After the primary necessities of food and raiment, freedom is the first and strongest want of human nature.
—John Stuart Mill [raiment = clothing, btw]
🗓️🌐📰🤔 I’m back. A handful of unrelated things overlapped to make me publish less often than usual lately. I want to unpack it for you, because there’s some important context in there.
First, the less dramatic stuff: I’ve been traveling, both with my family and for OSV projects.
🏝️📖⛱️👫 I went to the Dominican Republic for the first time and spent most of the week reading on the beach and hanging out with my wife and kids (more on the books later).
It was 30+ Celsius/86+ Fahrenheit every day, while back home in Canada it was -30 Celsius/-22 Fahrenheit. Quite the delta! 🥵🌡️🥶
📕✍️📝 I also traveled for a writers’ room to help with someone else’s book. It was fantastic. I can’t wait to tell you more about it, because I think you’ll really like it. But for now 🤐
So that’s the travel part.
🎧🗣️🗣️🎙️✂️💬 I also spent much longer than I expected working on the Trillion Dollar Club podcast with MBI.
The raw audio was almost 3 hours long, and I spent 8+ hours doing hundreds and hundreds of edits to make it flow and sound as good as possible. I could’ve published the raw files with minimal edits, but what can I say, when it comes to podcasts, I’m more Beatles than Neil Young ¯\_(ツ)_/¯
I hope you enjoyed it. If you haven’t listened yet, consider this your reminder to check it out!
🗽⛓️💥⚖️🕊️ The other thing that blocked me from writing more is the stuff going on right now. I don’t even need to be specific, you know what’s going on.
One of my goals for this steamboat is to stay positive (that’s just my personality), and another is to never BS you. 🚢⚓
But in recent weeks, it has felt off to publish a regular edition about various cool things while incredibly consequential events are playing out. I didn’t pick the name ‘Liberty’ randomly. I’m a HUGE believer in hard-won freedoms like freedom of speech, the rule of law, due process, habeas corpus, the right to a fair trial, privacy, property rights, the presumption of innocence, free and fair elections, and the broader idea that power needs to justify itself to the individual, not the other way around.
This list 👆 isn’t exhaustive, and it doesn’t need to be because I think people should have all rights except those specifically constrained for clear, justifiable reasons, not only the rights that happen to be written down somewhere.
A lot of us try to avoid regular politics because it’s a colosseum hosting a pointless fight designed to generate strong emotions, tribalism, and kill critical thinking 📺💢
We’ve all seen it. People who would probably otherwise be smart say completely idiotic things because they were one-shotted by politics. Twitter has revealed this phenomenon and destroyed so many reputations.
BUT
There's another level: What system do we live in? What society do we want for our kids?

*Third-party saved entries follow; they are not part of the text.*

//! CLI command tests
//!
//! This module contains all tests for the CLI commands.

use hearth_core::db::Database;
use hearth_core::models::{DebtDirection, FundLevel, NewDebt};

use crate::commands::{self, truncate};

fn setup_test_db() -> Database {
    Database::in_memory().unwrap()
}

fn create_cash_fund(db: &Database, name: &str, amount: f64) -> i64 {
    commands::cmd_funds_add(db, name, amount, "monthly", 1, true, None, &[]).unwrap();
    db.list_funds()
        .unwrap()
        .into_iter()
        .find(|f| f.name == name)
        .unwrap()
        .id
}

// ========== Funds Command Tests ==========

#[test]
fn test_cmd_funds_add_and_list() {
    let db = setup_test_db();
    let result = commands::cmd_funds_add(&db, "Groceries", 500.0, "monthly", 1, true, None, &[]);
    assert!(result.is_ok());

    let funds = db.list_funds().unwrap();
    assert_eq!(funds.len(), 1);
    assert_eq!(funds[0].level, FundLevel::Cash);

    assert!(commands::cmd_funds_list(&db).is_ok());
}

#[test]
fn test_cmd_funds_add_invalid_level() {
    let db = setup_test_db();
    let result = commands::cmd_funds_add(&db, "Broken", 100.0, "monthly", 7, true, None, &[]);
    assert!(result.is_err());
    assert!(result.unwrap_err().to_string().contains("Level"));
}

#[test]
fn test_cmd_funds_add_with_category_by_name() {
    let db = setup_test_db();
    commands::cmd_categories_add(&db, "Food", None).unwrap();

    let categories = vec!["Food".to_string()];
    commands::cmd_funds_add(&db, "Envelope", 300.0, "monthly", 1, true, None, &categories)
        .unwrap();

    let fund = &db.list_funds().unwrap()[0];
    assert_eq!(fund.categories.len(), 1);
}

#[test]
fn test_cmd_funds_update_partial() {
    let db = setup_test_db();
    let id = create_cash_fund(&db, "Cash", 500.0);

    commands::cmd_funds_update(&db, id, Some(650.0), None, None).unwrap();

    let fund = db.get_fund(id).unwrap().unwrap();
    assert_eq!(fund.amount, 650.0);
    assert_eq!(fund.name, "Cash");
}

#[test]
fn test_cmd_funds_delete_with_yes() {
    let db = setup_test_db();
    let id = create_cash_fund(&db, "Cash", 500.0);

    commands::cmd_funds_delete(&db, id, true).unwrap();
    assert!(db.get_fund(id).unwrap().is_none());
}

// ========== Cash Command Tests ==========

#[test]
fn test_cmd_cash_add_signed_quick_entry() {
    let db = setup_test_db();
    let fund_id = create_cash_fund(&db, "Cash", 500.0);

    commands::cmd_cash_add(&db, fund_id, "200", None, Some(3)).unwrap();
    commands::cmd_cash_add(&db, fund_id, "-50", Some("correction"), Some(3)).unwrap();

    let transactions = db.list_cash_transactions(Some(3), None).unwrap();
    assert_eq!(transactions.len(), 2);
    let amounts: Vec<f64> = transactions.iter().map(|t| t.amount).collect();
    assert!(amounts.contains(&200.0));
    assert!(amounts.contains(&-50.0));
}

#[test]
fn test_cmd_cash_add_zero_or_garbage_is_noop() {
    let db = setup_test_db();
    let fund_id = create_cash_fund(&db, "Cash", 500.0);

    // No request is made and no error surfaces
    commands::cmd_cash_add(&db, fund_id, "", None, Some(3)).unwrap();
    commands::cmd_cash_add(&db, fund_id, "abc", None, Some(3)).unwrap();
    commands::cmd_cash_add(&db, fund_id, "0", None, Some(3)).unwrap();

    assert!(db.list_cash_transactions(None, None).unwrap().is_empty());
}

#[test]
fn test_cmd_cash_add_grouped_amount() {
    let db = setup_test_db();
    let fund_id = create_cash_fund(&db, "Cash", 5000.0);

    commands::cmd_cash_add(&db, fund_id, "1,234.5", None, Some(3)).unwrap();

    let transactions = db.list_cash_transactions(Some(3), None).unwrap();
    assert_eq!(transactions[0].amount, 1234.5);
}

#[test]
fn test_cmd_cash_add_rejects_flat_fund() {
    let db = setup_test_db();
    commands::cmd_funds_add(&db, "Bonus", 800.0, "savings", 3, false, None, &[]).unwrap();
    let fund_id = db.list_funds().unwrap()[0].id;

    let result = commands::cmd_cash_add(&db, fund_id, "100", None, Some(3));
    assert!(result.is_err());
}

#[test]
fn test_cmd_cash_list_and_totals() {
    let db = setup_test_db();
    let fund_id = create_cash_fund(&db, "Cash", 500.0);
    commands::cmd_cash_add(&db, fund_id, "100", None, Some(3)).unwrap();

    assert!(commands::cmd_cash_list(&db, Some(3)).is_ok());
    assert!(commands::cmd_cash_totals(&db, Some(3)).is_ok());
}

// ========== Debts Command Tests ==========

#[test]
fn test_cmd_debts_add_and_partition() {
    let db = setup_test_db();
    commands::cmd_debts_add(&db, "150", "Neighbor", None, true).unwrap();
    commands::cmd_debts_add(&db, "80", "Bank", Some("monthly"), false).unwrap();

    let debts = db.list_debts().unwrap();
    assert_eq!(debts.len(), 2);
    assert_eq!(
        debts
            .iter()
            .filter(|d| d.direction == DebtDirection::OwedToMe)
            .count(),
        1
    );

    assert!(commands::cmd_debts_list(&db).is_ok());
}

#[test]
fn test_cmd_debts_add_rejects_blank_description() {
    let db = setup_test_db();
    let result = commands::cmd_debts_add(&db, "100", "   ", None, false);
    assert!(result.is_err());
    assert!(db.list_debts().unwrap().is_empty());
}

#[test]
fn test_cmd_debts_edit_discards_invalid_amount() {
    let db = setup_test_db();
    let id = db
        .create_debt(&NewDebt {
            amount: 300.0,
            description: "Loan".to_string(),
            note: None,
            direction: DebtDirection::IOwe,
        })
        .unwrap();

    // Discarded silently: command succeeds, value unchanged
    commands::cmd_debts_edit(&db, id, "amount", "-5").unwrap();
    assert_eq!(db.get_debt(id).unwrap().unwrap().amount, 300.0);

    commands::cmd_debts_edit(&db, id, "amount", "275").unwrap();
    assert_eq!(db.get_debt(id).unwrap().unwrap().amount, 275.0);
}

#[test]
fn test_cmd_debts_edit_note_clears_on_empty() {
    let db = setup_test_db();
    let id = db
        .create_debt(&NewDebt {
            amount: 50.0,
            description: "Dentist".to_string(),
            note: Some("call first".to_string()),
            direction: DebtDirection::OwedToMe,
        })
        .unwrap();

    commands::cmd_debts_edit(&db, id, "note", "").unwrap();
    assert!(db.get_debt(id).unwrap().unwrap().note.is_none());
}

#[test]
fn test_cmd_debts_edit_unknown_field() {
    let db = setup_test_db();
    let id = db
        .create_debt(&NewDebt {
            amount: 50.0,
            description: "X".to_string(),
            note: None,
            direction: DebtDirection::IOwe,
        })
        .unwrap();

    let result = commands::cmd_debts_edit(&db, id, "color", "red");
    assert!(result.is_err());
}

#[test]
fn test_cmd_debts_delete_with_yes() {
    let db = setup_test_db();
    let id = db
        .create_debt(&NewDebt {
            amount: 50.0,
            description: "Gone".to_string(),
            note: None,
            direction: DebtDirection::IOwe,
        })
        .unwrap();

    commands::cmd_debts_delete(&db, id, true).unwrap();
    assert!(db.get_debt(id).unwrap().is_none());
}

// ========== Tasks Command Tests ==========

#[test]
fn test_cmd_tasks_add_star_edit() {
    let db = setup_test_db();
    commands::cmd_tasks_add(&db, "Pay water bill", false).unwrap();
    let id = db.list_open_tasks().unwrap()[0].id;

    commands::cmd_tasks_star(&db, id, true).unwrap();
    assert!(db.get_task(id).unwrap().unwrap().important);

    commands::cmd_tasks_edit(&db, id, "Pay water and gas bills").unwrap();
    assert_eq!(
        db.get_task(id).unwrap().unwrap().title,
        "Pay water and gas bills"
    );

    // Blank edit is discarded, not an error
    commands::cmd_tasks_edit(&db, id, "   ").unwrap();
    assert_eq!(
        db.get_task(id).unwrap().unwrap().title,
        "Pay water and gas bills"
    );
}

#[test]
fn test_cmd_tasks_delete_with_yes() {
    let db = setup_test_db();
    commands::cmd_tasks_add(&db, "Chore", false).unwrap();
    let id = db.list_open_tasks().unwrap()[0].id;

    commands::cmd_tasks_delete(&db, id, true).unwrap();
    assert!(db.get_task(id).unwrap().is_none());
}

// ========== Networth Command Tests ==========

#[test]
fn test_cmd_networth_add_and_list() {
    let db = setup_test_db();
    let assets = vec!["pension=5,000".to_string(), "stale=0".to_string()];
    let liabilities = vec!["mortgage=3000".to_string()];

    commands::cmd_networth_add(&db, Some("2025-06-01"), &assets, &liabilities, None).unwrap();

    let snapshots = db.list_snapshots().unwrap();
    assert_eq!(snapshots.len(), 1);
    // Grouped amounts parse; zero entries are filed away
    assert_eq!(snapshots[0].assets.len(), 1);
    assert_eq!(snapshots[0].assets["pension"].amount, 5000.0);

    assert!(commands::cmd_networth_list(&db).is_ok());
}

#[test]
fn test_cmd_networth_add_rejects_empty() {
    let db = setup_test_db();
    let result = commands::cmd_networth_add(&db, Some("2025-06-01"), &[], &[], None);
    assert!(result.is_err());
}

#[test]
fn test_cmd_networth_malformed_balance() {
    let db = setup_test_db();
    let assets = vec!["pension".to_string()];
    let result = commands::cmd_networth_add(&db, None, &assets, &[], None);
    assert!(result.is_err());
    assert!(result.unwrap_err().to_string().contains("key=amount"));
}

// ========== Years / Categories / Settings Command Tests ==========

#[test]
fn test_cmd_years_add_activate() {
    let db = setup_test_db();
    commands::cmd_years_add(&db, "2024-09-01", "2025-08-31", None).unwrap();
    commands::cmd_years_add(&db, "2025-09-01", "2026-08-31", Some("Next")).unwrap();

    let years = db.list_budget_years().unwrap();
    assert_eq!(years.len(), 2);
    // Default name comes from the period
    assert!(years.iter().any(|y| y.name == "2024-2025"));

    let next = years.iter().find(|y| y.name == "Next").unwrap();
    commands::cmd_years_activate(&db, next.id).unwrap();
    assert_eq!(db.active_budget_year().unwrap().unwrap().id, next.id);
}

#[test]
fn test_cmd_settings_set_and_show() {
    let db = setup_test_db();

    commands::cmd_settings_set(&db, "tithe_percentage", "12.5").unwrap();
    assert_eq!(db.tithe_percentage().unwrap(), 12.5);

    commands::cmd_settings_set(&db, "default_currency", "usd").unwrap();
    assert_eq!(
        db.default_currency().unwrap(),
        hearth_core::models::Currency::Usd
    );

    commands::cmd_settings_set(
        &db,
        "included_funds",
        r#"{"daily":true,"annual":false,"extended":true,"bonus":true}"#,
    )
    .unwrap();
    assert!(!db.included_funds().unwrap().annual);

    assert!(commands::cmd_settings_set(&db, "nope", "1").is_err());
    assert!(commands::cmd_settings_set(&db, "tithe_percentage", "150").is_err());

    assert!(commands::cmd_settings_show(&db).is_ok());
}

// ========== Shared Utility Tests ==========

#[test]
fn test_truncate() {
    assert_eq!(truncate("short", 10), "short");
    assert_eq!(truncate("a rather long description", 10), "a rathe...");
}
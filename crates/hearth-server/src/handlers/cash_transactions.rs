//! Cash envelope ledger handlers
//!
//! Creation normalizes the stored sign from the selected entry kind; the
//! quick-entry path derives the kind from the sign of a raw amount. The
//! totals endpoint echoes the period it was computed for so a client can
//! discard a response that arrives after the month selector has moved on.

use std::collections::HashMap;
use std::sync::Arc;

use axum::{
    extract::{Query, State},
    Json,
};
use chrono::Datelike;
use serde::{Deserialize, Serialize};

use crate::{AppError, AppState};
use hearth_core::ledger;
use hearth_core::models::{CashTransaction, EntryKind, FundLevel, NewCashTransaction};

#[derive(Debug, Deserialize)]
pub struct CreateCashTransactionRequest {
    pub fund_id: i64,
    /// Calendar date, YYYY-MM-DD
    pub date: String,
    /// Magnitude when `kind` is given; a signed quick-entry amount otherwise
    pub amount: f64,
    pub kind: Option<EntryKind>,
    pub description: Option<String>,
    pub budget_year_id: Option<i64>,
    /// Reporting month override, 1-12; defaults to the month of `date`
    pub month: Option<u32>,
}

#[derive(Debug, Deserialize)]
pub struct PeriodQuery {
    pub month: Option<u32>,
    pub budget_year_id: Option<i64>,
}

/// Per-fund signed totals, tagged with the period they answer for
#[derive(Debug, Serialize)]
pub struct CashTotalsResponse {
    pub month: Option<u32>,
    pub budget_year_id: Option<i64>,
    pub totals: HashMap<i64, f64>,
}

/// POST /api/cash-transactions - Record a ledger entry
pub async fn create_cash_transaction(
    State(state): State<Arc<AppState>>,
    Json(body): Json<CreateCashTransactionRequest>,
) -> Result<Json<CashTransaction>, AppError> {
    let date = chrono::NaiveDate::parse_from_str(&body.date, "%Y-%m-%d")
        .map_err(|_| AppError::bad_request("Invalid date format (use YYYY-MM-DD)"))?;

    let kind = match body.kind {
        Some(kind) => kind,
        None => EntryKind::from_signed(body.amount)
            .ok_or_else(|| AppError::bad_request("Transaction amount must not be zero"))?,
    };
    let amount = kind.signed_amount(body.amount);
    if amount == 0.0 {
        return Err(AppError::bad_request("Transaction amount must not be zero"));
    }

    let fund = state
        .db
        .get_fund(body.fund_id)
        .map_err(AppError::from_core)?
        .ok_or_else(|| AppError::not_found("Fund not found"))?;
    if fund.level != FundLevel::Cash {
        return Err(AppError::bad_request(
            "Ledger entries can only target a cash-managed (level 1) fund",
        ));
    }

    let new_tx = NewCashTransaction {
        fund_id: body.fund_id,
        budget_year_id: body.budget_year_id,
        date,
        amount,
        description: body
            .description
            .map(|d| d.trim().to_string())
            .filter(|d| !d.is_empty()),
        month: body.month.unwrap_or_else(|| date.month()),
        year: date.year(),
    };

    let tx_id = state
        .db
        .create_cash_transaction(&new_tx)
        .map_err(AppError::from_core)?;
    let tx = state
        .db
        .get_cash_transaction(tx_id)
        .map_err(AppError::from_core)?
        .ok_or_else(|| AppError::internal("Failed to fetch created transaction"))?;

    Ok(Json(tx))
}

/// GET /api/cash-transactions - List entries for a reporting period
pub async fn list_cash_transactions(
    State(state): State<Arc<AppState>>,
    Query(params): Query<PeriodQuery>,
) -> Result<Json<Vec<CashTransaction>>, AppError> {
    let transactions = state
        .db
        .list_cash_transactions(params.month, params.budget_year_id)
        .map_err(AppError::from_core)?;
    Ok(Json(transactions))
}

/// GET /api/cash-transactions/totals - Per-fund signed totals for a period
pub async fn cash_transaction_totals(
    State(state): State<Arc<AppState>>,
    Query(params): Query<PeriodQuery>,
) -> Result<Json<CashTotalsResponse>, AppError> {
    let transactions = state
        .db
        .list_cash_transactions(params.month, params.budget_year_id)
        .map_err(AppError::from_core)?;

    Ok(Json(CashTotalsResponse {
        month: params.month,
        budget_year_id: params.budget_year_id,
        totals: ledger::cash_totals_by_fund(&transactions),
    }))
}
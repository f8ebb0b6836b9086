//! Fund management handlers

use std::sync::Arc;

use axum::{
    extract::{Path, State},
    http::StatusCode,
    Json,
};

use crate::{AppError, AppState};
use hearth_core::models::{Fund, NewFund};

/// GET /api/funds - List all funds with category associations
pub async fn list_funds(State(state): State<Arc<AppState>>) -> Result<Json<Vec<Fund>>, AppError> {
    let funds = state.db.list_funds().map_err(AppError::from_core)?;
    Ok(Json(funds))
}

/// GET /api/funds/:id - Get a single fund
pub async fn get_fund(
    State(state): State<Arc<AppState>>,
    Path(id): Path<i64>,
) -> Result<Json<Fund>, AppError> {
    let fund = state
        .db
        .get_fund(id)
        .map_err(AppError::from_core)?
        .ok_or_else(|| AppError::not_found("Fund not found"))?;
    Ok(Json(fund))
}

/// POST /api/funds - Create a fund
pub async fn create_fund(
    State(state): State<Arc<AppState>>,
    Json(body): Json<NewFund>,
) -> Result<Json<Fund>, AppError> {
    if body.name.trim().is_empty() {
        return Err(AppError::bad_request("Fund name must not be empty"));
    }

    let fund_id = state.db.create_fund(&body).map_err(AppError::from_core)?;
    let fund = state
        .db
        .get_fund(fund_id)
        .map_err(AppError::from_core)?
        .ok_or_else(|| AppError::internal("Failed to fetch created fund"))?;

    Ok(Json(fund))
}

/// PUT /api/funds/:id - Replace a fund's attributes
pub async fn update_fund(
    State(state): State<Arc<AppState>>,
    Path(id): Path<i64>,
    Json(body): Json<NewFund>,
) -> Result<Json<Fund>, AppError> {
    if body.name.trim().is_empty() {
        return Err(AppError::bad_request("Fund name must not be empty"));
    }

    state
        .db
        .update_fund(id, &body)
        .map_err(AppError::from_core)?;
    let fund = state
        .db
        .get_fund(id)
        .map_err(AppError::from_core)?
        .ok_or_else(|| AppError::not_found("Fund not found"))?;

    Ok(Json(fund))
}

/// DELETE /api/funds/:id - Delete a fund and its ledger entries
pub async fn delete_fund(
    State(state): State<Arc<AppState>>,
    Path(id): Path<i64>,
) -> Result<StatusCode, AppError> {
    state.db.delete_fund(id).map_err(AppError::from_core)?;
    Ok(StatusCode::NO_CONTENT)
}
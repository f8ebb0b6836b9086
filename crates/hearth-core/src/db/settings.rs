//! Typed system settings with defaults
//!
//! Each setting carries a declared value type used for (de)serialization.
//! Typed getters apply the documented default when a key is absent or its
//! stored value no longer parses.

use rusqlite::params;

use super::Database;
use crate::error::Result;
use crate::models::{Currency, IncludedFunds, SettingValueType, SurplusFund};

/// Recognized setting keys
pub const TITHE_PERCENTAGE: &str = "tithe_percentage";
pub const DEFAULT_CURRENCY: &str = "default_currency";
pub const SURPLUS_FUND: &str = "surplus_fund";
pub const INCLUDED_FUNDS: &str = "included_funds";

impl Database {
    /// Raw setting lookup: stored value and its declared type
    pub fn get_setting(&self, key: &str) -> Result<Option<(String, SettingValueType)>> {
        let conn = self.conn()?;
        let row = conn
            .query_row(
                "SELECT value, value_type FROM system_settings WHERE key = ?",
                params![key],
                |row| {
                    let value: String = row.get(0)?;
                    let type_str: String = row.get(1)?;
                    Ok((value, type_str))
                },
            )
            .ok();

        Ok(row.map(|(value, type_str)| {
            (
                value,
                type_str.parse().unwrap_or(SettingValueType::String),
            )
        }))
    }

    /// Upsert a setting with its declared value type
    pub fn update_setting(
        &self,
        key: &str,
        value: &str,
        value_type: SettingValueType,
    ) -> Result<()> {
        let conn = self.conn()?;
        conn.execute(
            "INSERT INTO system_settings (key, value, value_type, updated_at)
             VALUES (?, ?, ?, CURRENT_TIMESTAMP)
             ON CONFLICT(key) DO UPDATE SET
                 value = excluded.value,
                 value_type = excluded.value_type,
                 updated_at = CURRENT_TIMESTAMP",
            params![key, value, value_type.as_str()],
        )?;
        Ok(())
    }

    /// Tithe percentage, clamped to 0-100; default 10
    pub fn tithe_percentage(&self) -> Result<f64> {
        let value = self
            .get_setting(TITHE_PERCENTAGE)?
            .and_then(|(v, _)| v.parse::<f64>().ok())
            .unwrap_or(10.0);
        Ok(value.clamp(0.0, 100.0))
    }

    /// Display currency; default ILS
    pub fn default_currency(&self) -> Result<Currency> {
        Ok(self
            .get_setting(DEFAULT_CURRENCY)?
            .and_then(|(v, _)| v.parse().ok())
            .unwrap_or_default())
    }

    /// Destination fund for the monthly cash surplus; default surplus
    pub fn surplus_fund(&self) -> Result<SurplusFund> {
        Ok(self
            .get_setting(SURPLUS_FUND)?
            .and_then(|(v, _)| v.parse().ok())
            .unwrap_or_default())
    }

    /// Advisory per-group inclusion flags; defaults when absent or malformed
    pub fn included_funds(&self) -> Result<IncludedFunds> {
        Ok(self
            .get_setting(INCLUDED_FUNDS)?
            .and_then(|(v, _)| serde_json::from_str(&v).ok())
            .unwrap_or_default())
    }
}
//! Category handlers

use std::sync::Arc;

use axum::{extract::State, Json};
use serde::Deserialize;

use crate::{AppError, AppState};
use hearth_core::models::Category;

#[derive(Debug, Deserialize)]
pub struct CreateCategoryRequest {
    pub name: String,
    pub color: Option<String>,
}

/// GET /api/categories - List categories
pub async fn list_categories(
    State(state): State<Arc<AppState>>,
) -> Result<Json<Vec<Category>>, AppError> {
    let categories = state.db.list_categories().map_err(AppError::from_core)?;
    Ok(Json(categories))
}

/// POST /api/categories - Create a category
pub async fn create_category(
    State(state): State<Arc<AppState>>,
    Json(body): Json<CreateCategoryRequest>,
) -> Result<Json<Category>, AppError> {
    let id = state
        .db
        .create_category(&body.name, body.color.as_deref())
        .map_err(AppError::from_core)?;

    Ok(Json(Category {
        id,
        name: body.name.trim().to_string(),
        color: body.color,
    }))
}
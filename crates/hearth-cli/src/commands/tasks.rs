//! Reminder list commands

use anyhow::Result;
use hearth_core::db::Database;
use hearth_core::edit::validate_task_title;

use super::confirm;

pub fn cmd_tasks_list(db: &Database) -> Result<()> {
    let tasks = db.list_open_tasks()?;
    if tasks.is_empty() {
        println!("No open reminders.");
        return Ok(());
    }

    for task in tasks {
        let star = if task.important { "⭐" } else { "  " };
        println!("{} [{}] {}", star, task.id, task.title);
    }
    Ok(())
}

pub fn cmd_tasks_add(db: &Database, title: &str, important: bool) -> Result<()> {
    let id = db.create_task(title, important)?;
    println!("✅ Added reminder [{}]", id);
    Ok(())
}

pub fn cmd_tasks_star(db: &Database, id: i64, important: bool) -> Result<()> {
    db.update_task(id, None, Some(important))?;
    if important {
        println!("⭐ Marked reminder [{}] important", id);
    } else {
        println!("✅ Removed the important mark from reminder [{}]", id);
    }
    Ok(())
}

/// Title edit follows the inline-edit commit rules: a blank title discards
/// the edit instead of blanking the reminder.
pub fn cmd_tasks_edit(db: &Database, id: i64, title: &str) -> Result<()> {
    match validate_task_title(title) {
        Some(title) => {
            db.update_task(id, Some(&title), None)?;
            println!("✅ Updated reminder [{}]", id);
        }
        None => {
            println!("✋ Edit discarded; reminder [{}] is unchanged", id);
        }
    }
    Ok(())
}

pub fn cmd_tasks_delete(db: &Database, id: i64, yes: bool) -> Result<()> {
    let task = db
        .get_task(id)?
        .ok_or_else(|| anyhow::anyhow!("Reminder {} not found", id))?;

    if !confirm(
        &format!("Delete reminder \"{}\"?", task.title),
        yes,
    ) {
        println!("Aborted.");
        return Ok(());
    }

    db.delete_task(id)?;
    println!("🗑️  Deleted reminder \"{}\"", task.title);
    Ok(())
}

That’s what is being attacked right now. Maybe it’s Politics with a capital P, but it’s *not* the usual circus 🎪
I think many people’s political instincts, which are useful in normal times, are misfiring here. People who normally avoid politics (like me) are staying silent and treating this like one more episode of the same old ugly show. But it’s not. The instinct to stay out of it IS the instinct they’re counting on. If freedom-loving people look away and take our historically-very-rare freedoms for granted, we may find out the hard way how valuable what we had was.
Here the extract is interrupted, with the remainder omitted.